Magda Mostafa (The American University in Cairo, Cairo, Egypt)

Archnet-IJAR

ISSN: 2631-6862

Article publication date: 28 December 2020

Issue publication date: 23 June 2021

224

Abstract

Purpose

The New Urban Agenda has catalyzed discussion across academia and practice on how to responsibly position ourselves as key players in the making of the future of our cities. With questions such as what is the right to the city? Who has those rights? What is a city? What is formal and who defines informal? These questions may prompt a need for departure from, or at least a reconsideration of the narrative surrounding formal and informal urbanism. This paper presents a pedagogical approach to addressing these and other questions within the framework of the new agenda. It reviews pedagogical approaches to understanding and learning to design within an informal context. It also foregrounds the process with the theoretical framing of Christopher Alexander's Pattern Language and Timeless way of Building as lenses through which to understand and identify common languages and intersections across the global spectrum of representations of informal urbanism. It then outlines the resultant process and products of a one-week intensive master-class and design charette of international scholars and students focusing on the Informal City.

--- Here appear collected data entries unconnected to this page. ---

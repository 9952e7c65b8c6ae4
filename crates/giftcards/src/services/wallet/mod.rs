//! Wallet ledger operations.
//!
//! A wallet is a cached projection of its append-only ledger. The only
//! code paths that move money are [`WalletService::credit`] and
//! [`WalletService::debit`], and each is one atomic storage operation -
//! balance update and ledger append commit together or not at all.
//! Serialization under concurrency is the storage layer's job (row lock
//! or single-writer mutex), never a read-modify-write here.

mod error;

pub use error::WalletError;

use tracing::instrument;

use wildflower_core::{Email, IdentityId, Money};

use crate::db::Store;
use crate::models::{LedgerEntry, TransactionReference, Wallet, WalletTransaction};

/// Wallet ledger service.
pub struct WalletService<'a> {
    store: &'a dyn Store,
}

impl<'a> WalletService<'a> {
    /// Create a new wallet service.
    #[must_use]
    pub const fn new(store: &'a dyn Store) -> Self {
        Self { store }
    }

    /// Credit an identity's wallet, creating it on first credit.
    ///
    /// Returns the committed balance and transaction id for confirmation.
    ///
    /// # Errors
    ///
    /// Returns `WalletError::InvalidAmount` for a non-positive amount.
    #[instrument(skip(self, owner_email, description), fields(owner = %owner, amount = %amount))]
    pub async fn credit(
        &self,
        owner: &IdentityId,
        owner_email: &Email,
        amount: Money,
        reference: TransactionReference,
        description: &str,
    ) -> Result<LedgerEntry, WalletError> {
        if !amount.is_positive() {
            return Err(WalletError::InvalidAmount);
        }
        let entry = self
            .store
            .credit_wallet(owner, owner_email, amount, reference, description)
            .await?;
        tracing::info!(
            wallet_id = %entry.wallet_id,
            balance = %entry.balance,
            transaction_id = %entry.transaction_id,
            "wallet credited"
        );
        Ok(entry)
    }

    /// Debit an identity's wallet.
    ///
    /// # Errors
    ///
    /// Returns `WalletError::InsufficientBalance` if the balance cannot
    /// cover `amount`; no partial application occurs.
    #[instrument(skip(self, description), fields(owner = %owner, amount = %amount))]
    pub async fn debit(
        &self,
        owner: &IdentityId,
        amount: Money,
        reference: TransactionReference,
        description: &str,
    ) -> Result<LedgerEntry, WalletError> {
        if !amount.is_positive() {
            return Err(WalletError::InvalidAmount);
        }
        let entry = self
            .store
            .debit_wallet(owner, amount, reference, description)
            .await?;
        tracing::info!(
            wallet_id = %entry.wallet_id,
            balance = %entry.balance,
            transaction_id = %entry.transaction_id,
            "wallet debited"
        );
        Ok(entry)
    }

    /// Fetch an identity's wallet.
    ///
    /// # Errors
    ///
    /// Returns `WalletError::NotFound` if no wallet exists yet.
    pub async fn wallet(&self, owner: &IdentityId) -> Result<Wallet, WalletError> {
        self.store
            .get_wallet(owner)
            .await?
            .ok_or(WalletError::NotFound)
    }

    /// List an identity's ledger, oldest first.
    ///
    /// # Errors
    ///
    /// Returns `WalletError::NotFound` if no wallet exists yet.
    pub async fn history(&self, owner: &IdentityId) -> Result<Vec<WalletTransaction>, WalletError> {
        let wallet = self.wallet(owner).await?;
        Ok(self.store.list_wallet_transactions(wallet.id).await?)
    }

    /// Check the reconciliation invariant for an identity's wallet:
    /// every `balance_after` continues the chain from its predecessor,
    /// and the cached balance equals both the final `balance_after` and
    /// the signed running sum.
    ///
    /// # Errors
    ///
    /// Returns `WalletError::Inconsistent` naming the first violation.
    pub async fn verify_ledger(&self, owner: &IdentityId) -> Result<(), WalletError> {
        let wallet = self.wallet(owner).await?;
        let transactions = self.store.list_wallet_transactions(wallet.id).await?;

        let mut running = 0_i64;
        for tx in &transactions {
            if !tx.amount.is_positive() {
                return Err(WalletError::Inconsistent {
                    wallet_id: wallet.id,
                    detail: format!("transaction {} has non-positive amount", tx.id),
                });
            }
            running += tx.signed_amount();
            if tx.balance_after.cents() != running {
                return Err(WalletError::Inconsistent {
                    wallet_id: wallet.id,
                    detail: format!(
                        "transaction {} snapshots {} but the chain says {}",
                        tx.id,
                        tx.balance_after.cents(),
                        running
                    ),
                });
            }
        }

        if wallet.balance.cents() != running {
            return Err(WalletError::Inconsistent {
                wallet_id: wallet.id,
                detail: format!(
                    "cached balance {} does not equal ledger sum {}",
                    wallet.balance.cents(),
                    running
                ),
            });
        }
        Ok(())
    }
}

#[cfg(test)]
#[allow(clippy::unwrap_used)]
mod tests {
    use super::*;
    use wildflower_core::GiftCardId;

    use crate::db::MemoryStore;

    fn owner() -> IdentityId {
        IdentityId::new("usr_1")
    }

    fn email() -> Email {
        Email::parse("owner@example.com").unwrap()
    }

    fn gift_card_ref() -> TransactionReference {
        TransactionReference::GiftCard(GiftCardId::new(1))
    }

    #[tokio::test]
    async fn test_credit_creates_wallet_lazily() {
        let store = MemoryStore::new();
        let service = WalletService::new(&store);

        assert!(matches!(
            service.wallet(&owner()).await.unwrap_err(),
            WalletError::NotFound
        ));

        let entry = service
            .credit(&owner(), &email(), Money::from_cents(20_000).unwrap(), gift_card_ref(), "Gift card redeemed")
            .await
            .unwrap();
        assert_eq!(entry.balance.cents(), 20_000);

        let wallet = service.wallet(&owner()).await.unwrap();
        assert_eq!(wallet.balance.cents(), 20_000);
    }

    #[tokio::test]
    async fn test_credit_rejects_non_positive() {
        let store = MemoryStore::new();
        let service = WalletService::new(&store);
        let err = service
            .credit(&owner(), &email(), Money::ZERO, gift_card_ref(), "no-op")
            .await
            .unwrap_err();
        assert!(matches!(err, WalletError::InvalidAmount));
    }

    #[tokio::test]
    async fn test_ledger_chain_reconciles_through_mixed_activity() {
        let store = MemoryStore::new();
        let service = WalletService::new(&store);

        service
            .credit(&owner(), &email(), Money::from_cents(10_000).unwrap(), gift_card_ref(), "credit")
            .await
            .unwrap();
        service
            .debit(&owner(), Money::from_cents(2_500).unwrap(), gift_card_ref(), "debit")
            .await
            .unwrap();
        service
            .credit(&owner(), &email(), Money::from_cents(500).unwrap(), gift_card_ref(), "credit")
            .await
            .unwrap();

        service.verify_ledger(&owner()).await.unwrap();

        let history = service.history(&owner()).await.unwrap();
        assert_eq!(history.len(), 3);
        assert_eq!(history.last().unwrap().balance_after.cents(), 8_000);
        assert_eq!(service.wallet(&owner()).await.unwrap().balance.cents(), 8_000);
    }

    #[tokio::test]
    async fn test_debit_beyond_balance_fails_cleanly() {
        let store = MemoryStore::new();
        let service = WalletService::new(&store);

        service
            .credit(&owner(), &email(), Money::from_cents(1_000).unwrap(), gift_card_ref(), "credit")
            .await
            .unwrap();
        let err = service
            .debit(&owner(), Money::from_cents(1_001).unwrap(), gift_card_ref(), "debit")
            .await
            .unwrap_err();
        assert!(matches!(err, WalletError::InsufficientBalance { .. }));

        // No partial application: balance and ledger untouched.
        service.verify_ledger(&owner()).await.unwrap();
        assert_eq!(service.history(&owner()).await.unwrap().len(), 1);
    }
}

Design/methodology/approach

It reviews pedagogical approaches to understanding and learning to design within an informal context. It also foregrounds the process with the theoretical framing of Christopher Alexander's Pattern Language and Timeless way of Building as lenses through which to understand and identify common languages and intersections across the global spectrum of representations of informal urbanism. It then outlines the resultant process and products of a one-week intensive master-class and design charette of international scholars and students focusing on the Informal City.

Findings

The paper conclusively presents new nomenclature for informality that strives to shift the semantic lens from its current negative connotations to more productive, proactive and positive ones. It also presents an Informal City Manifesto, a call to arms of theoretical framing of how we think about the formal informal divide.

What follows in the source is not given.